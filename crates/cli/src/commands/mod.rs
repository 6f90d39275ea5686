//! CLI subcommands

pub mod bundle;
pub mod predict;
pub mod status;

use anyhow::{bail, Context, Result};
use recommender_lib::TelemetryRecord;
use serde_json::Value;
use std::path::Path;

/// Parse a `KEY=VALUE` pair; the value is JSON when it parses, a string otherwise
pub fn parse_metric(pair: &str) -> Result<(String, Value)> {
    let Some((key, raw)) = pair.split_once('=') else {
        bail!("Invalid metric '{}', expected KEY=VALUE", pair);
    };
    let key = key.trim();
    if key.is_empty() {
        bail!("Invalid metric '{}', key is empty", pair);
    }
    let value = serde_json::from_str(raw).unwrap_or_else(|_| Value::String(raw.to_string()));
    Ok((key.to_string(), value))
}

/// Build a telemetry record from an optional JSON file and `KEY=VALUE` overrides
pub fn read_telemetry(file: Option<&Path>, metrics: &[String]) -> Result<TelemetryRecord> {
    let mut record = match file {
        Some(path) => {
            let content = std::fs::read_to_string(path)
                .with_context(|| format!("Failed to read telemetry file {:?}", path))?;
            serde_json::from_str(&content)
                .with_context(|| format!("Telemetry file {:?} is not a JSON object", path))?
        }
        None => TelemetryRecord::new(),
    };

    for pair in metrics {
        let (key, value) = parse_metric(pair)?;
        record.insert(key, value);
    }

    Ok(record)
}

#[cfg(test)]
mod tests {
    use super::*;
    use serde_json::json;
    use tempfile::TempDir;

    #[test]
    fn test_parse_metric_number() {
        let (key, value) = parse_metric("CPUUtilization=72.5").unwrap();
        assert_eq!(key, "CPUUtilization");
        assert_eq!(value, json!(72.5));
    }

    #[test]
    fn test_parse_metric_string_fallback() {
        let (key, value) = parse_metric("job_type=batch").unwrap();
        assert_eq!(key, "job_type");
        assert_eq!(value, json!("batch"));
    }

    #[test]
    fn test_parse_metric_keeps_equals_in_value() {
        let (_, value) = parse_metric("timestamp=a=b").unwrap();
        assert_eq!(value, json!("a=b"));
    }

    #[test]
    fn test_parse_metric_rejects_malformed() {
        assert!(parse_metric("CPUUtilization").is_err());
        assert!(parse_metric("=5").is_err());
    }

    #[test]
    fn test_read_telemetry_merges_file_and_flags() {
        let temp = TempDir::new().unwrap();
        let path = temp.path().join("telemetry.json");
        std::fs::write(&path, r#"{"CPUUtilization": 10, "NetworkIn": 5}"#).unwrap();

        let record = read_telemetry(
            Some(&path),
            &["CPUUtilization=90".to_string(), "NetworkOut=\"7\"".to_string()],
        )
        .unwrap();

        assert_eq!(record.get("CPUUtilization"), Some(&json!(90)));
        assert_eq!(record.get("NetworkIn"), Some(&json!(5)));
        assert_eq!(record.get("NetworkOut"), Some(&json!("7")));
    }

    #[test]
    fn test_read_telemetry_rejects_non_object_file() {
        let temp = TempDir::new().unwrap();
        let path = temp.path().join("telemetry.json");
        std::fs::write(&path, "[1, 2, 3]").unwrap();

        assert!(read_telemetry(Some(&path), &[]).is_err());
    }
}
//! Errors reported at the recommendation boundary

use thiserror::Error;

#[derive(Debug, Clone, PartialEq, Eq, Error)]
pub enum RecommendError {
    /// The request is missing something the caller must supply
    #[error("{0}")]
    Validation(String),

    /// The model bundle is unavailable or failed while predicting
    #[error("{0}")]
    Model(String),
}

impl RecommendError {
    /// Stable, machine-readable error kind
    pub fn kind(&self) -> &'static str {
        match self {
            RecommendError::Validation(_) => "validation",
            RecommendError::Model(_) => "model",
        }
    }

    pub fn message(&self) -> String {
        self.to_string()
    }

    pub(crate) fn from_model_error(err: anyhow::Error) -> Self {
        RecommendError::Model(format!("Model inference failed: {err:#}"))
    }
}
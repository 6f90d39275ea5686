//! Last-recommendation slot shared by the inference and status paths
//!
//! Holds at most one value. Writes replace the whole result with an atomic
//! pointer swap, so readers see either the previous or the new result and
//! neither side ever waits on the other.

use crate::models::RecommendationResult;
use arc_swap::ArcSwapOption;
use std::sync::Arc;

/// Handle to the shared slot; clones observe the same value
#[derive(Debug, Clone, Default)]
pub struct RecommendationCache {
    slot: Arc<ArcSwapOption<RecommendationResult>>,
}

impl RecommendationCache {
    pub fn new() -> Self {
        Self::default()
    }

    /// Replace the cached result unconditionally
    pub fn set(&self, result: impl Into<Arc<RecommendationResult>>) {
        self.slot.store(Some(result.into()));
    }

    /// Latest result, or `None` if nothing has been cached yet
    pub fn get(&self) -> Option<Arc<RecommendationResult>> {
        self.slot.load_full()
    }

    pub fn is_populated(&self) -> bool {
        self.slot.load().is_some()
    }
}

#[cfg(test)]
mod tests {
    use super::*;
    use crate::models::{Recommendation, RelevantMetrics};
    use serde_json::json;
    use std::thread;

    fn result(n: usize) -> RecommendationResult {
        RecommendationResult {
            instance_id: format!("i-{n}"),
            metrics: RelevantMetrics {
                cpu_utilization: Some(json!(n)),
                ..Default::default()
            },
            recommendation: Recommendation {
                compute_class: format!("compute-{n}"),
                storage_class: format!("storage-{n}"),
                scaling_action: format!("scaling-{n}"),
            },
        }
    }

    #[test]
    fn test_empty_before_first_set() {
        let cache = RecommendationCache::new();
        assert!(cache.get().is_none());
        assert!(!cache.is_populated());
    }

    #[test]
    fn test_round_trip() {
        let cache = RecommendationCache::new();
        cache.set(result(1));
        assert_eq!(*cache.get().unwrap(), result(1));
    }

    #[test]
    fn test_latest_write_wins() {
        let cache = RecommendationCache::new();
        cache.set(result(1));
        cache.set(result(2));
        assert_eq!(cache.get().unwrap().instance_id, "i-2");
    }

    #[test]
    fn test_clones_share_slot() {
        let cache = RecommendationCache::new();
        let handle = cache.clone();
        handle.set(result(7));
        assert_eq!(cache.get().unwrap().instance_id, "i-7");
    }

    #[test]
    fn test_reader_keeps_snapshot_after_overwrite() {
        let cache = RecommendationCache::new();
        cache.set(result(1));
        let snapshot = cache.get().unwrap();
        cache.set(result(2));
        assert_eq!(snapshot.instance_id, "i-1");
    }

    #[test]
    fn test_concurrent_writes_never_tear() {
        let cache = RecommendationCache::new();
        let writers: Vec<_> = (0..16)
            .map(|n| {
                let cache = cache.clone();
                thread::spawn(move || {
                    for _ in 0..100 {
                        cache.set(result(n));
                    }
                })
            })
            .collect();

        let reader = {
            let cache = cache.clone();
            thread::spawn(move || {
                for _ in 0..1000 {
                    if let Some(seen) = cache.get() {
                        let n = seen.instance_id.trim_start_matches("i-").to_string();
                        assert_eq!(seen.recommendation.compute_class, format!("compute-{n}"));
                        assert_eq!(seen.recommendation.scaling_action, format!("scaling-{n}"));
                    }
                }
            })
        };

        for writer in writers {
            writer.join().unwrap();
        }
        reader.join().unwrap();

        let last = cache.get().unwrap();
        let n: usize = last.instance_id.trim_start_matches("i-").parse().unwrap();
        assert!(n < 16);
        assert_eq!(*last, result(n));
    }
}
//! Service configuration

use anyhow::{Context, Result};
use config::builder::DefaultState;
use config::ConfigBuilder;
use serde::Deserialize;
use std::path::PathBuf;

/// Optional config file, looked up in the working directory
const CONFIG_FILE: &str = "recommender";

/// Environment variable prefix, e.g. `RECOMMENDER_API_PORT`
const ENV_PREFIX: &str = "RECOMMENDER";

/// Service configuration
#[derive(Debug, Clone, Deserialize)]
pub struct ServiceConfig {
    /// Name attached to every structured log event
    #[serde(default = "default_service_name")]
    pub service_name: String,

    /// HTTP port for prediction, health and metrics endpoints
    #[serde(default = "default_api_port")]
    pub api_port: u16,

    /// Directory searched for `models/model_bundle.json`
    #[serde(default = "default_bundle_root")]
    pub bundle_root: PathBuf,

    /// Explicit bundle manifest path, skips the search when set
    #[serde(default)]
    pub bundle_path: Option<PathBuf>,
}

fn default_service_name() -> String {
    std::env::var("HOSTNAME").unwrap_or_else(|_| "config-recommender".to_string())
}

fn default_api_port() -> u16 {
    8080
}

fn default_bundle_root() -> PathBuf {
    PathBuf::from(".")
}

impl Default for ServiceConfig {
    fn default() -> Self {
        Self {
            service_name: default_service_name(),
            api_port: default_api_port(),
            bundle_root: default_bundle_root(),
            bundle_path: None,
        }
    }
}

impl ServiceConfig {
    /// Load configuration from `recommender.toml` (optional) and environment
    pub fn load() -> Result<Self> {
        let builder = config::Config::builder()
            .add_source(config::File::with_name(CONFIG_FILE).required(false))
            .add_source(config::Environment::with_prefix(ENV_PREFIX).try_parsing(true));
        Self::from_builder(builder)
    }

    fn from_builder(builder: ConfigBuilder<DefaultState>) -> Result<Self> {
        builder
            .build()
            .context("Failed to read configuration")?
            .try_deserialize()
            .context("Invalid configuration")
    }
}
*-*-*
* [WORK INSTRUCTIONS]:
Find where the line with "failed while predicting" sits in the material above, then copy exactly from it through the line with "self.to_string()". Add no other line.

* [RESULT OF THE TASK]:
    /// The model bundle is unavailable or failed while predicting
    #[error("{0}")]
    Model(String),
}

impl RecommendError {
    /// Stable, machine-readable error kind
    pub fn kind(&self) -> &'static str {
        match self {
            RecommendError::Validation(_) => "validation",
            RecommendError::Model(_) => "model",
        }
    }

    pub fn message(&self) -> String {
        self.to_string()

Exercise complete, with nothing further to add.